Madam Speaker, listening to the speech by the hon. member brought to mind the fact that I am an immigrant and had to go through the immigration process in 1979 to get into Canada. It took about two years. We first applied and we were automatically turned down. We asked why we were turned down. We applied a second time. It took three applications to come here.
My wife and I had money to buy a home. We had jobs guaranteed. We felt we had earned the right to come here. We had earned it. We truly felt like Canadians and that is the way we have behaved since, as Canadians.
I personally see nothing wrong with having a high standard. That is the same message I get in my riding from all of the immigrants who have come in through the legitimate process.

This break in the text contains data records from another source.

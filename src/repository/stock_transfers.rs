use chrono::{DateTime, Utc};
use sea_orm::{
    ActiveModelTrait, ColumnTrait, ConnectionTrait, EntityTrait, QueryFilter, QuerySelect,
    sea_query::{Expr, LockType},
};
use sea_orm::ActiveValue::{NotSet, Set};
use serde::Serialize;
use sqlx::{FromRow, Postgres, QueryBuilder};
use utoipa::ToSchema;

use crate::{
    db::DbPool,
    entity::stock_transfer_requests::{ActiveModel, Column, Entity as StockTransfers, Model},
    error::{AppError, AppResult},
    status::MutationStatus,
};

pub async fn insert<C: ConnectionTrait>(
    db: &C,
    sender_id: i64,
    receiver_id: i64,
    product_id: i64,
    quantity: i32,
) -> AppResult<Model> {
    let model = ActiveModel {
        id: NotSet,
        pharmacy_sender_id: Set(sender_id),
        pharmacy_receiver_id: Set(receiver_id),
        product_id: Set(product_id),
        mutation_status_id: Set(MutationStatus::Pending.id()),
        quantity: Set(quantity),
        created_at: NotSet,
        updated_at: NotSet,
        deleted_at: NotSet,
    }
    .insert(db)
    .await?;
    Ok(model)
}

pub async fn get<C: ConnectionTrait>(db: &C, id: i64) -> AppResult<Model> {
    StockTransfers::find_by_id(id)
        .filter(Column::DeletedAt.is_null())
        .one(db)
        .await?
        .ok_or_else(|| AppError::not_found("stock transfer"))
}

/// Serializes concurrent status changes on one request.
pub async fn lock<C: ConnectionTrait>(db: &C, id: i64) -> AppResult<Model> {
    StockTransfers::find_by_id(id)
        .filter(Column::DeletedAt.is_null())
        .lock(LockType::Update)
        .one(db)
        .await?
        .ok_or_else(|| AppError::not_found("stock transfer"))
}

pub async fn set_status<C: ConnectionTrait>(
    db: &C,
    id: i64,
    status: MutationStatus,
) -> AppResult<Model> {
    let result = StockTransfers::update_many()
        .col_expr(Column::MutationStatusId, Expr::value(status.id()))
        .col_expr(Column::UpdatedAt, Expr::current_timestamp().into())
        .filter(Column::Id.eq(id))
        .filter(Column::DeletedAt.is_null())
        .exec(db)
        .await?;
    if result.rows_affected == 0 {
        return Err(AppError::not_found("stock transfer"));
    }
    StockTransfers::find_by_id(id)
        .one(db)
        .await?
        .ok_or_else(|| AppError::not_found("stock transfer"))
}

#[derive(Debug, Clone, FromRow, Serialize, ToSchema)]
#[serde(rename_all = "camelCase")]
pub struct StockTransferRow {
    pub id: i64,
    pub pharmacy_sender_id: i64,
    pub pharmacy_sender_name: String,
    pub pharmacy_receiver_id: i64,
    pub pharmacy_receiver_name: String,
    pub product_id: i64,
    pub product_name: String,
    pub quantity: i32,
    pub mutation_status: String,
    pub created_at: DateTime<Utc>,
    pub updated_at: DateTime<Utc>,
}

#[derive(Debug, Clone, Default)]
pub struct TransferFilter {
    /// Restricts to requests where this manager owns either side.
    pub manager_user_id: Option<i64>,
    pub status: Option<MutationStatus>,
}

fn push_transfer_filter(qb: &mut QueryBuilder<'_, Postgres>, filter: &TransferFilter) {
    qb.push(
        " FROM stock_transfer_requests str \
          JOIN pharmacies ps ON ps.id = str.pharmacy_sender_id \
          JOIN pharmacies pr ON pr.id = str.pharmacy_receiver_id \
          JOIN products pd ON pd.id = str.product_id \
          JOIN mutation_statuses ms ON ms.id = str.mutation_status_id \
          WHERE str.deleted_at IS NULL",
    );
    if let Some(user_id) = filter.manager_user_id {
        qb.push(
            " AND EXISTS (SELECT 1 FROM pharmacy_managers pm \
              WHERE pm.user_id = ",
        )
        .push_bind(user_id)
        .push(
            " AND pm.deleted_at IS NULL \
              AND pm.id IN (ps.pharmacy_manager_id, pr.pharmacy_manager_id))",
        );
    }
    if let Some(status) = filter.status {
        qb.push(" AND str.mutation_status_id = ").push_bind(status.id());
    }
}

pub async fn list(
    pool: &DbPool,
    filter: &TransferFilter,
    limit: i64,
    offset: i64,
) -> AppResult<(Vec<StockTransferRow>, i64)> {
    let mut qb = QueryBuilder::<Postgres>::new(
        "SELECT str.id, str.pharmacy_sender_id, ps.name AS pharmacy_sender_name, \
         str.pharmacy_receiver_id, pr.name AS pharmacy_receiver_name, \
         str.product_id, pd.name AS product_name, str.quantity, \
         ms.name AS mutation_status, str.created_at, str.updated_at",
    );
    push_transfer_filter(&mut qb, filter);
    qb.push(" ORDER BY str.created_at DESC, str.id DESC LIMIT ")
        .push_bind(limit)
        .push(" OFFSET ")
        .push_bind(offset);
    let rows = qb.build_query_as::<StockTransferRow>().fetch_all(pool).await?;

    let mut count = QueryBuilder::<Postgres>::new("SELECT COUNT(*)");
    push_transfer_filter(&mut count, filter);
    let (total,): (i64,) = count.build_query_as().fetch_one(pool).await?;

    Ok((rows, total))
}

I have two questions for the member. She does not object to requiring reasonably high standards. The second point has to do with criminal refugees.
The real problem in the major centres has nothing to do with immigration as such. But it is the problem which the minister is not addressing which is the one of criminal refugees.
In a TV interview last week with BCTV, a reporter basically demolished the minister over the issue of not deporting criminal refugees and allowing them to enter our borders holus-bolus. She has done absolutely nothing.
In the last three to four months in Vancouver there have been multiple arrests of up to 80 criminal Honduran drug dealers who are all illegal entries. Up to half of the arrests every night in Vancouver are criminal non-residents, aliens who have crossed the border as criminal refugees.
Has the member thought about that problem in the big cities? Like most of the people of Vancouver, does she agree that there should be a better way of getting rid of those bad people quickly instead of having them hang around for 10 or 12 years?